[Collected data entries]
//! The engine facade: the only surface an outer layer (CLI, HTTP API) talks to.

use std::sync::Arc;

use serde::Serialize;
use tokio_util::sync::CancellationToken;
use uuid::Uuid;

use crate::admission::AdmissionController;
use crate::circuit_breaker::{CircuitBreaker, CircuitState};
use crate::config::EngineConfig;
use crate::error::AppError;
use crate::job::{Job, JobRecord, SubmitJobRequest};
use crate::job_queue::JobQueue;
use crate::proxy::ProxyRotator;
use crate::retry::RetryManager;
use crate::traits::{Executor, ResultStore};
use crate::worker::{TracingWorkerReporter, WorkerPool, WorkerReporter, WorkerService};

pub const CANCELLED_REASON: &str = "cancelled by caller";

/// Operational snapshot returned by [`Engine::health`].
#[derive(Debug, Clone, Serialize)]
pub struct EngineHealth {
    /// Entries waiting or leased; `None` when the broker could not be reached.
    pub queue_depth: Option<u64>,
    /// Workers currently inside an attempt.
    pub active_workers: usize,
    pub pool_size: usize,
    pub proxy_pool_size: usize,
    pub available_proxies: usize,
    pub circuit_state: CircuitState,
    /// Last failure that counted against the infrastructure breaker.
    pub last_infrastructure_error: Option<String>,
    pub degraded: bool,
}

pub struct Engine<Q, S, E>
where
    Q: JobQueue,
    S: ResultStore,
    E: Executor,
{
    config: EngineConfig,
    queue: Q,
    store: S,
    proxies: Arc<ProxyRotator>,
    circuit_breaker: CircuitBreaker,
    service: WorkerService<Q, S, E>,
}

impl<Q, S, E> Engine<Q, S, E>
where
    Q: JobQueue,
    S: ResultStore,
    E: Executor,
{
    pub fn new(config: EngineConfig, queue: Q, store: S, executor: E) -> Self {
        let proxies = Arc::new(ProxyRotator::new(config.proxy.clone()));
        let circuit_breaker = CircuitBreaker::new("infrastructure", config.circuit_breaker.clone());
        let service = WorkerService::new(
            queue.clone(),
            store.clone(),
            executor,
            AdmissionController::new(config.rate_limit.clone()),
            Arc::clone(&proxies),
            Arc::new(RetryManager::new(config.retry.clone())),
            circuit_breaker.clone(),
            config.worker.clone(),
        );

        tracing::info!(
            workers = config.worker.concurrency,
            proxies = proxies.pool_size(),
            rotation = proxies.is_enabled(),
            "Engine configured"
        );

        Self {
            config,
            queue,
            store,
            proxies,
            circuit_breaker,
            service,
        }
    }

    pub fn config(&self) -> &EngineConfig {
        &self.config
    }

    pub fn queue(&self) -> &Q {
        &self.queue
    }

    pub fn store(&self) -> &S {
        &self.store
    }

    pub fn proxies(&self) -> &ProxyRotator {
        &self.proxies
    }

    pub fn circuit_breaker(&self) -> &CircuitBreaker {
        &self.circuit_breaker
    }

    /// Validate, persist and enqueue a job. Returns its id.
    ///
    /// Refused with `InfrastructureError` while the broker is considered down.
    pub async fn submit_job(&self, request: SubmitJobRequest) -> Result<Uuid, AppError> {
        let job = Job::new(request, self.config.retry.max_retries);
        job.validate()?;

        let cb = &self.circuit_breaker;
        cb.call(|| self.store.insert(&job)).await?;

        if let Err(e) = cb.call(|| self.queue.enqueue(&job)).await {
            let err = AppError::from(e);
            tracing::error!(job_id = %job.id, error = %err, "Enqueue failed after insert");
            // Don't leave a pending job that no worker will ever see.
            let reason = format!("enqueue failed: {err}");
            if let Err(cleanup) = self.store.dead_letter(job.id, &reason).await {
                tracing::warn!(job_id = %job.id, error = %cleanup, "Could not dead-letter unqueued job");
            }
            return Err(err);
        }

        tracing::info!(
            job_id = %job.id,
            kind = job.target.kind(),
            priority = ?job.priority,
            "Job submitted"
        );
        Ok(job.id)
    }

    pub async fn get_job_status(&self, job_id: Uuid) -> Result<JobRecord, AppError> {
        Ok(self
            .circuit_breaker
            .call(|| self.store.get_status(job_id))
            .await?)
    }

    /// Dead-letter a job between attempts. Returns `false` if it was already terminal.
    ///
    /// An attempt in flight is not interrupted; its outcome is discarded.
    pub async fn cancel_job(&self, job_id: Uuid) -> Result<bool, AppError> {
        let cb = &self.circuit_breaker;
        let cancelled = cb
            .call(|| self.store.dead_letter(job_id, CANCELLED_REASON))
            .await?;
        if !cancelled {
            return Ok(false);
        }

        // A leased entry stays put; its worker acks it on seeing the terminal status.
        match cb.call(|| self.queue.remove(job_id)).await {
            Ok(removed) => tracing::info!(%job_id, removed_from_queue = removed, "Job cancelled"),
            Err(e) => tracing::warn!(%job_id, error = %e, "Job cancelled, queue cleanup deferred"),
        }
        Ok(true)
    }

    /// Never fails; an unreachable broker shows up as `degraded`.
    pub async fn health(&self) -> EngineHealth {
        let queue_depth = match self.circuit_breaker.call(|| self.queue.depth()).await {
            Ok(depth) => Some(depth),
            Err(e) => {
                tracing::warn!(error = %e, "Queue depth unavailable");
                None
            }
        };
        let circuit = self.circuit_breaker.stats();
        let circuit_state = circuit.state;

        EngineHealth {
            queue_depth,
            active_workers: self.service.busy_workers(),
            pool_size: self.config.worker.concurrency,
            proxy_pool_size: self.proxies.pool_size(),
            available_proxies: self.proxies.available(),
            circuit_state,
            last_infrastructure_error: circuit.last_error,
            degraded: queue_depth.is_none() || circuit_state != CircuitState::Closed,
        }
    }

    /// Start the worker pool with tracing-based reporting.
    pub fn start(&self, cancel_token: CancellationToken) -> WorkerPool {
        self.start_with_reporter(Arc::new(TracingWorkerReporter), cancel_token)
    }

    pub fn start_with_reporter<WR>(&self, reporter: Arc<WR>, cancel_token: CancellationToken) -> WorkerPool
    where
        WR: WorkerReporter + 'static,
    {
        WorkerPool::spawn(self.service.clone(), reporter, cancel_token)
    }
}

==

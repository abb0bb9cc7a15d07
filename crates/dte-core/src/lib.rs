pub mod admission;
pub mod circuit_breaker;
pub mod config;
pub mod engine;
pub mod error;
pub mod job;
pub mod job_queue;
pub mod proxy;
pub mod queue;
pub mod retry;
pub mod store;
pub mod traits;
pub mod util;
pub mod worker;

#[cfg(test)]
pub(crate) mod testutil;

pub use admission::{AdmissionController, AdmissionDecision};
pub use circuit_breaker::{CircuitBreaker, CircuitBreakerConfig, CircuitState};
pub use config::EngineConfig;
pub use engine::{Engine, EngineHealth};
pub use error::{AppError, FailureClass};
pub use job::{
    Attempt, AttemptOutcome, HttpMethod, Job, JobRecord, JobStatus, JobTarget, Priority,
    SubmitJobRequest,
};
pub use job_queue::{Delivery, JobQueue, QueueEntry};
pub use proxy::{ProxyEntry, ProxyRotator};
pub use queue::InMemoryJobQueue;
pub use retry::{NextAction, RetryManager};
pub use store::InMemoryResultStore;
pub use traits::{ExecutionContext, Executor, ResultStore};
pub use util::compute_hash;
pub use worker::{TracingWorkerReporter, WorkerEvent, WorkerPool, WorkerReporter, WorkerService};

[The problem]: For this task, write out exactly the lines of the entries above, starting at the line with "Err(e) => tracing::warn!(%job_id, error" and ending at the line with "pub async fn health(&self)", both included, and no others.

[Final answer]:
            Err(e) => tracing::warn!(%job_id, error = %e, "Job cancelled, queue cleanup deferred"),
        }
        Ok(true)
    }

    /// Never fails; an unreachable broker shows up as `degraded`.
    pub async fn health(&self) -> EngineHealth {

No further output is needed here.